Copy each line below without leaving any out.

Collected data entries
------------------------------------------------------------
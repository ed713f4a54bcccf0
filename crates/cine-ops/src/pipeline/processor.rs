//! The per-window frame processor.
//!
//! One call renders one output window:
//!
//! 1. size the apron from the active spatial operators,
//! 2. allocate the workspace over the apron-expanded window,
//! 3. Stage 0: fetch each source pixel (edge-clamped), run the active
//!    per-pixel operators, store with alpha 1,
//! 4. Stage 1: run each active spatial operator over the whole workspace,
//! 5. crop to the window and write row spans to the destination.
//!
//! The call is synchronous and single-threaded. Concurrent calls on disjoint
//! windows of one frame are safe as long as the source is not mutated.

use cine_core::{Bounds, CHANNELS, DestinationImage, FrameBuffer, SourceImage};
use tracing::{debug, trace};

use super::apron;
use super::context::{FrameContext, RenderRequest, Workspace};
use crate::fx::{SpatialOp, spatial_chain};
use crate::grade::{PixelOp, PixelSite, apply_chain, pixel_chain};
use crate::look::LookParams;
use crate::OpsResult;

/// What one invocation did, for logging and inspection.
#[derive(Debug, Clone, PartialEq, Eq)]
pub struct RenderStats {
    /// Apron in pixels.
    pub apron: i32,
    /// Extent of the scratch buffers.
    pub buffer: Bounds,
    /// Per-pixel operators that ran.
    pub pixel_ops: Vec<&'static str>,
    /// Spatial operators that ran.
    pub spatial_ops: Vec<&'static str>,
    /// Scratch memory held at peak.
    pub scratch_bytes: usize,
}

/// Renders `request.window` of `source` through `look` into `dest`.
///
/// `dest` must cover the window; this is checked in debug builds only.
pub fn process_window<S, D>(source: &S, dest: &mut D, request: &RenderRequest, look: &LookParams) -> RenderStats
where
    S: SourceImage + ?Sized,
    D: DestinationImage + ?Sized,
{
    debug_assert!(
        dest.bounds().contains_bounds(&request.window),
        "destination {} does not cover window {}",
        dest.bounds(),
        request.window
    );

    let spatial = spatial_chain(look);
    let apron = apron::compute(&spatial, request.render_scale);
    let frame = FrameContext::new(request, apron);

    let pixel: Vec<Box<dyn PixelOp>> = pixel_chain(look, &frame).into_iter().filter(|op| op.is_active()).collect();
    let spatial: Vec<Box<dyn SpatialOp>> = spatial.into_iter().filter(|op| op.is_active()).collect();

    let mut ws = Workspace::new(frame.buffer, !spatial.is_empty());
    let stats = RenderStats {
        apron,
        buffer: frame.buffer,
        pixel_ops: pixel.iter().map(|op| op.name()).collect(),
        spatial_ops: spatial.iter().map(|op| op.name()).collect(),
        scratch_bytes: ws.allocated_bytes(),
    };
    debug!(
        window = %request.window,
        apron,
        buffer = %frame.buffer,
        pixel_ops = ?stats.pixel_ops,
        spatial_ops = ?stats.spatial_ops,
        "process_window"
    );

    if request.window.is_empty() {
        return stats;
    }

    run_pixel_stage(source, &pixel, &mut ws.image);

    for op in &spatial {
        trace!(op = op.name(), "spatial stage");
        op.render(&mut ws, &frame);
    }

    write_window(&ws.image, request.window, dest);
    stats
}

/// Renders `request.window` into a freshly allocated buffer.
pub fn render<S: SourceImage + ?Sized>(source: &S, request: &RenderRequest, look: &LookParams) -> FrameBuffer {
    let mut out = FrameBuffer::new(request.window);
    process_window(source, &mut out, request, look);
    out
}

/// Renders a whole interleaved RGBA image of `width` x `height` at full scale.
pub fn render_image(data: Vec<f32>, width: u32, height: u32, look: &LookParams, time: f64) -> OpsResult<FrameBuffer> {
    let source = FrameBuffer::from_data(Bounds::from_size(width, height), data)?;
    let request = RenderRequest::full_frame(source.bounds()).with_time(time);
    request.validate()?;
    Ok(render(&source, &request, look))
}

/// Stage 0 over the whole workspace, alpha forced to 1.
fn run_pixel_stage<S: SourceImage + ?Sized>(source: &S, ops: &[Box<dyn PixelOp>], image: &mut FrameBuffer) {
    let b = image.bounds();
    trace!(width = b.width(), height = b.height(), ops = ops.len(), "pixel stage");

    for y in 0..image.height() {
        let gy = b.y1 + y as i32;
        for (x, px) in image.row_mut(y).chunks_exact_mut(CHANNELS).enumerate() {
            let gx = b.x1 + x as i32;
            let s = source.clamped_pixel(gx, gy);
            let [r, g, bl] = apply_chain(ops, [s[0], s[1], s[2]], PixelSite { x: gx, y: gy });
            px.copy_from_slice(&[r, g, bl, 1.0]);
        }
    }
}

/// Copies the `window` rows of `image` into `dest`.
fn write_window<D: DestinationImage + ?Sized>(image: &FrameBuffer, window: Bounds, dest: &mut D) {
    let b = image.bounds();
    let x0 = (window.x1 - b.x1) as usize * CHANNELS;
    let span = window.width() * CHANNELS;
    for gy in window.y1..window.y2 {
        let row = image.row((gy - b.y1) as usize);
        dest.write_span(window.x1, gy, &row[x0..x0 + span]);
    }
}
------------------------------------------------------------
## SOLUTION
repository ed713f4a54bcccf0
filename crates/cine-ops/src/pipeline/processor.rs
//! The per-window frame processor.
//!
//! One call renders one output window:
//!
//! 1. size the apron from the active spatial operators,
//! 2. allocate the workspace over the apron-expanded window,
//! 3. Stage 0: fetch each source pixel (edge-clamped), run the active
//!    per-pixel operators, store with alpha 1,
//! 4. Stage 1: run each active spatial operator over the whole workspace,
//! 5. crop to the window and write row spans to the destination.
//!
//! The call is synchronous and single-threaded. Concurrent calls on disjoint
//! windows of one frame are safe as long as the source is not mutated.

use cine_core::{Bounds, CHANNELS, DestinationImage, FrameBuffer, SourceImage};
use tracing::{debug, trace};

use super::apron;
use super::context::{FrameContext, RenderRequest, Workspace};
use crate::fx::{SpatialOp, spatial_chain};
use crate::grade::{PixelOp, PixelSite, apply_chain, pixel_chain};
use crate::look::LookParams;
use crate::OpsResult;

/// What one invocation did, for logging and inspection.
#[derive(Debug, Clone, PartialEq, Eq)]
pub struct RenderStats {
    /// Apron in pixels.
    pub apron: i32,
    /// Extent of the scratch buffers.
    pub buffer: Bounds,
    /// Per-pixel operators that ran.
    pub pixel_ops: Vec<&'static str>,
    /// Spatial operators that ran.
    pub spatial_ops: Vec<&'static str>,
    /// Scratch memory held at peak.
    pub scratch_bytes: usize,
}

/// Renders `request.window` of `source` through `look` into `dest`.
///
/// `dest` must cover the window; this is checked in debug builds only.
pub fn process_window<S, D>(source: &S, dest: &mut D, request: &RenderRequest, look: &LookParams) -> RenderStats
where
    S: SourceImage + ?Sized,
    D: DestinationImage + ?Sized,
{
    debug_assert!(
        dest.bounds().contains_bounds(&request.window),
        "destination {} does not cover window {}",
        dest.bounds(),
        request.window
    );

    let spatial = spatial_chain(look);
    let apron = apron::compute(&spatial, request.render_scale);
    let frame = FrameContext::new(request, apron);

    let pixel: Vec<Box<dyn PixelOp>> = pixel_chain(look, &frame).into_iter().filter(|op| op.is_active()).collect();
    let spatial: Vec<Box<dyn SpatialOp>> = spatial.into_iter().filter(|op| op.is_active()).collect();

    let mut ws = Workspace::new(frame.buffer, !spatial.is_empty());
    let stats = RenderStats {
        apron,
        buffer: frame.buffer,
        pixel_ops: pixel.iter().map(|op| op.name()).collect(),
        spatial_ops: spatial.iter().map(|op| op.name()).collect(),
        scratch_bytes: ws.allocated_bytes(),
    };
    debug!(
        window = %request.window,
        apron,
        buffer = %frame.buffer,
        pixel_ops = ?stats.pixel_ops,
        spatial_ops = ?stats.spatial_ops,
        "process_window"
    );

    if request.window.is_empty() {
        return stats;
    }

    run_pixel_stage(source, &pixel, &mut ws.image);

    for op in &spatial {
        trace!(op = op.name(), "spatial stage");
        op.render(&mut ws, &frame);
    }

    write_window(&ws.image, request.window, dest);
    stats
}

/// Renders `request.window` into a freshly allocated buffer.
pub fn render<S: SourceImage + ?Sized>(source: &S, request: &RenderRequest, look: &LookParams) -> FrameBuffer {
    let mut out = FrameBuffer::new(request.window);
    process_window(source, &mut out, request, look);
    out
}

/// Renders a whole interleaved RGBA image of `width` x `height` at full scale.
pub fn render_image(data: Vec<f32>, width: u32, height: u32, look: &LookParams, time: f64) -> OpsResult<FrameBuffer> {
    let source = FrameBuffer::from_data(Bounds::from_size(width, height), data)?;
    let request = RenderRequest::full_frame(source.bounds()).with_time(time);
    request.validate()?;
    Ok(render(&source, &request, look))
}

/// Stage 0 over the whole workspace, alpha forced to 1.
fn run_pixel_stage<S: SourceImage + ?Sized>(source: &S, ops: &[Box<dyn PixelOp>], image: &mut FrameBuffer) {
    let b = image.bounds();
    trace!(width = b.width(), height = b.height(), ops = ops.len(), "pixel stage");

    for y in 0..image.height() {
        let gy = b.y1 + y as i32;
        for (x, px) in image.row_mut(y).chunks_exact_mut(CHANNELS).enumerate() {
            let gx = b.x1 + x as i32;
            let s = source.clamped_pixel(gx, gy);
            let [r, g, bl] = apply_chain(ops, [s[0], s[1], s[2]], PixelSite { x: gx, y: gy });
            px.copy_from_slice(&[r, g, bl, 1.0]);
        }
    }
}

/// Copies the `window` rows of `image` into `dest`.
fn write_window<D: DestinationImage + ?Sized>(image: &FrameBuffer, window: Bounds, dest: &mut D) {
    let b = image.bounds();
    let x0 = (window.x1 - b.x1) as usize * CHANNELS;
    let span = window.width() * CHANNELS;
    for gy in window.y1..window.y2 {
        let row = image.row((gy - b.y1) as usize);
        dest.write_span(window.x1, gy, &row[x0..x0 + span]);
    }
}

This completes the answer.